In 2013, she registered with her party to run for the governorship of Central Java. While she had significant popularity in the province, the party decided to not endorse her at the last moment. According to a Gerindra leader, she could have sought the support of other parties, but did not do so.

===PDIP===
Though Rustriningsih had been part of the Indonesian Democratic Party (PDI) during the New Order, she would be appointed as a member of its consultative body in 2001. She received significant coverage in media, and received attention and funding from human rights organizations abroad due to her perceived position as member of an oppressed group. She had also become the leader of PDI-P's local office in Kebumen.

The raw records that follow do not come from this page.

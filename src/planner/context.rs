//! Workspace context gathering for plan prompts.
//!
//! Read failures never abort planning; they degrade into an error
//! annotation inside the context so the prompt (or fallback) still carries
//! whatever was learned.

use std::path::{Path, PathBuf};

use serde::{Deserialize, Serialize};
use tokio::fs;
use tracing::{debug, warn};

use crate::filecache::{FileContextTracker, ReadWindow};

/// Breadth of a plan request.
#[derive(Debug, Clone, Copy, PartialEq, Eq, Serialize, Deserialize)]
#[serde(rename_all = "snake_case")]
pub enum PlanScope {
    File,
    Folder,
    Repository,
}

impl std::fmt::Display for PlanScope {
    fn fmt(&self, f: &mut std::fmt::Formatter<'_>) -> std::fmt::Result {
        match self {
            Self::File => write!(f, "file"),
            Self::Folder => write!(f, "folder"),
            Self::Repository => write!(f, "repository"),
        }
    }
}

/// Project flavor inferred from the manifest's declared dependencies.
#[derive(Debug, Clone, Copy, PartialEq, Eq, Serialize, Deserialize)]
#[serde(rename_all = "snake_case")]
pub enum ProjectType {
    React,
    Angular,
    Vue,
    Svelte,
    Next,
    Nuxt,
    Express,
    Unknown,
}

impl ProjectType {
    /// Meta-frameworks are checked before the frameworks they embed, so a
    /// Next app is not misread as plain React.
    fn from_dependency_names(deps: &[&str]) -> Self {
        let has = |name: &str| deps.contains(&name);
        if has("next") {
            Self::Next
        } else if has("nuxt") {
            Self::Nuxt
        } else if has("@angular/core") {
            Self::Angular
        } else if has("svelte") {
            Self::Svelte
        } else if has("vue") {
            Self::Vue
        } else if has("react") {
            Self::React
        } else if has("express") {
            Self::Express
        } else {
            Self::Unknown
        }
    }
}

impl std::fmt::Display for ProjectType {
    fn fmt(&self, f: &mut std::fmt::Formatter<'_>) -> std::fmt::Result {
        match self {
            Self::React => write!(f, "react"),
            Self::Angular => write!(f, "angular"),
            Self::Vue => write!(f, "vue"),
            Self::Svelte => write!(f, "svelte"),
            Self::Next => write!(f, "next"),
            Self::Nuxt => write!(f, "nuxt"),
            Self::Express => write!(f, "express"),
            Self::Unknown => write!(f, "unknown"),
        }
    }
}

#[derive(Debug, Clone, Serialize, Deserialize)]
pub struct FileContext {
    pub content: String,
    pub extension: String,
}

#[derive(Debug, Clone, Copy, PartialEq, Eq, Serialize, Deserialize)]
#[serde(rename_all = "snake_case")]
pub enum EntryKind {
    File,
    Directory,
}

#[derive(Debug, Clone, Serialize, Deserialize)]
pub struct DirEntryInfo {
    pub name: String,
    pub kind: EntryKind,
}

/// Everything the planner learned about the target before prompting.
#[derive(Debug, Clone, Serialize, Deserialize)]
pub struct WorkspaceContext {
    pub scope: PlanScope,
    pub target: PathBuf,
    pub file: Option<FileContext>,
    pub entries: Vec<DirEntryInfo>,
    pub project_type: Option<ProjectType>,
    /// Read failure captured as data rather than thrown.
    pub error: Option<String>,
}

impl WorkspaceContext {
    fn empty(scope: PlanScope, target: &Path) -> Self {
        Self {
            scope,
            target: target.to_path_buf(),
            file: None,
            entries: Vec::new(),
            project_type: None,
            error: None,
        }
    }
}

/// Build the context object for one plan request. The read cache is
/// consulted before every file read and updated after every successful one.
pub async fn build_context(
    scope: PlanScope,
    target: &Path,
    tracker: &FileContextTracker,
) -> WorkspaceContext {
    let mut context = WorkspaceContext::empty(scope, target);

    match scope {
        PlanScope::File => match read_cached(target, tracker).await {
            Ok(content) => {
                let extension = target
                    .extension()
                    .map(|e| e.to_string_lossy().to_string())
                    .unwrap_or_default();
                context.file = Some(FileContext { content, extension });
            }
            Err(e) => {
                warn!(target = %target.display(), error = %e, "File context read failed, degrading");
                context.error = Some(format!("failed to read file: {}", e));
            }
        },
        PlanScope::Folder => match fs::read_dir(target).await {
            Ok(mut dir) => {
                loop {
                    match dir.next_entry().await {
                        Ok(Some(entry)) => {
                            let kind = match entry.file_type().await {
                                Ok(ft) if ft.is_dir() => EntryKind::Directory,
                                _ => EntryKind::File,
                            };
                            context.entries.push(DirEntryInfo {
                                name: entry.file_name().to_string_lossy().to_string(),
                                kind,
                            });
                        }
                        Ok(None) => break,
                        Err(e) => {
                            // Partial listing; keep what was gathered and
                            // annotate the failure like the initial error.
                            warn!(target = %target.display(), error = %e, "Folder listing interrupted, degrading");
                            context.error = Some(format!("failed to list folder: {}", e));
                            break;
                        }
                    }
                }
                context.entries.sort_by(|a, b| a.name.cmp(&b.name));
            }
            Err(e) => {
                warn!(target = %target.display(), error = %e, "Folder listing failed, degrading");
                context.error = Some(format!("failed to list folder: {}", e));
            }
        },
        PlanScope::Repository => {
            let manifest_path = target.join("package.json");
            match read_cached(&manifest_path, tracker).await {
                Ok(manifest) => match infer_project_type(&manifest) {
                    Ok(project_type) => {
                        debug!(%project_type, "Inferred project type from manifest");
                        context.project_type = Some(project_type);
                    }
                    Err(e) => {
                        context.project_type = Some(ProjectType::Unknown);
                        context.error = Some(format!("failed to parse manifest: {}", e));
                    }
                },
                Err(e) => {
                    context.project_type = Some(ProjectType::Unknown);
                    context.error = Some(format!("failed to read manifest: {}", e));
                }
            }
        }
    }

    context
}

async fn read_cached(path: &Path, tracker: &FileContextTracker) -> std::io::Result<String> {
    let decision = tracker.should_read_file(path, ReadWindow::full());
    if let Some(cached) = decision.cached_content {
        return Ok(cached);
    }

    let content = fs::read_to_string(path).await?;
    tracker.cache_file_content(path, &content, ReadWindow::full());
    Ok(content)
}

fn infer_project_type(manifest: &str) -> serde_json::Result<ProjectType> {
    let value: serde_json::Value = serde_json::from_str(manifest)?;

    let mut names: Vec<&str> = Vec::new();
    for section in ["dependencies", "devDependencies"] {
        if let Some(deps) = value.get(section).and_then(|d| d.as_object()) {
            names.extend(deps.keys().map(|k| k.as_str()));
        }
    }

    Ok(ProjectType::from_dependency_names(&names))
}

#[cfg(test)]
mod tests {
    use super::*;
    use crate::config::FileCacheConfig;
    use std::fs as std_fs;
    use tempfile::tempdir;

    fn tracker() -> FileContextTracker {
        FileContextTracker::new(FileCacheConfig::default())
    }

    #[tokio::test]
    async fn file_scope_embeds_content_and_extension() {
        let dir = tempdir().unwrap();
        let path = dir.path().join("app.tsx");
        std_fs::write(&path, "export default App;").unwrap();

        let context = build_context(PlanScope::File, &path, &tracker()).await;
        let file = context.file.unwrap();
        assert_eq!(file.content, "export default App;");
        assert_eq!(file.extension, "tsx");
        assert!(context.error.is_none());
    }

    #[tokio::test]
    async fn file_read_failure_degrades_to_error_field() {
        let context =
            build_context(PlanScope::File, Path::new("/nonexistent/a.ts"), &tracker()).await;
        assert!(context.file.is_none());
        assert!(context.error.unwrap().contains("failed to read file"));
    }

    #[tokio::test]
    async fn folder_scope_lists_entries() {
        let dir = tempdir().unwrap();
        std_fs::write(dir.path().join("a.ts"), "").unwrap();
        std_fs::create_dir(dir.path().join("sub")).unwrap();

        let context = build_context(PlanScope::Folder, dir.path(), &tracker()).await;
        assert_eq!(context.entries.len(), 2);
        assert_eq!(context.entries[0].name, "a.ts");
        assert_eq!(context.entries[0].kind, EntryKind::File);
        assert_eq!(context.entries[1].kind, EntryKind::Directory);
    }

    #[tokio::test]
    async fn folder_listing_failure_degrades_to_error_field() {
        let context =
            build_context(PlanScope::Folder, Path::new("/nonexistent/dir"), &tracker()).await;
        assert!(context.entries.is_empty());
        assert!(context.error.unwrap().contains("failed to list folder"));
    }

    #[tokio::test]
    async fn repository_scope_infers_project_type() {
        let dir = tempdir().unwrap();
        std_fs::write(
            dir.path().join("package.json"),
            r#"{"dependencies": {"react": "^18.0.0", "react-dom": "^18.0.0"}}"#,
        )
        .unwrap();

        let context = build_context(PlanScope::Repository, dir.path(), &tracker()).await;
        assert_eq!(context.project_type, Some(ProjectType::React));
    }

    #[tokio::test]
    async fn meta_framework_wins_over_base_framework() {
        let dir = tempdir().unwrap();
        std_fs::write(
            dir.path().join("package.json"),
            r#"{"dependencies": {"next": "14.0.0", "react": "^18.0.0"}}"#,
        )
        .unwrap();

        let context = build_context(PlanScope::Repository, dir.path(), &tracker()).await;
        assert_eq!(context.project_type, Some(ProjectType::Next));
    }

    #[tokio::test]
    async fn missing_manifest_degrades_to_unknown() {
        let dir = tempdir().unwrap();
        let context = build_context(PlanScope::Repository, dir.path(), &tracker()).await;
        assert_eq!(context.project_type, Some(ProjectType::Unknown));
        assert!(context.error.unwrap().contains("failed to read manifest"));
    }

    #[tokio::test]
    async fn second_file_read_is_served_from_cache() {
        let dir = tempdir().unwrap();
        let path = dir.path().join("app.ts");
        std_fs::write(&path, "content").unwrap();

        let tracker = tracker();
        build_context(PlanScope::File, &path, &tracker).await;
        assert_eq!(tracker.len(), 1);

        let decision = tracker.should_read_file(&path, ReadWindow::full());
        assert!(!decision.should_read);
    }
}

For the 2014 Indonesian presidential election, Rustriningsih endorsed the Prabowo Subianto/Hatta Rajasa pair - opposed to her party, who endorsed the Joko Widodo/Jusuf Kalla ticket. Due to this, PDI-P leader Megawati Soekarnoputri called for her to leave the party, and she ended up leaving that year. Prior to this, she had also encountered some internal controversy in her party due to her status as one of the initial founders of Nasdem prior to its establishment as a political party.

===Post-2014===
Rustriningsih was proposed as a possible running mate to Sudirman Said in the 2018 Central Java gubernatorial election, but she ended up not running. In the election itself, the PDI-P backed candidate and incumbent Ganjar Pranowo lost in Kebumen, and the defeat was attributed to Rustriningsih's influence in the regency. She again campaigned for Prabowo in the 2019 Indonesian presidential election.

==Personal life==
Rustriningsih married Soni Achmad Saleh Ashar in 2004, and has five children (one adopted) as of February 2010.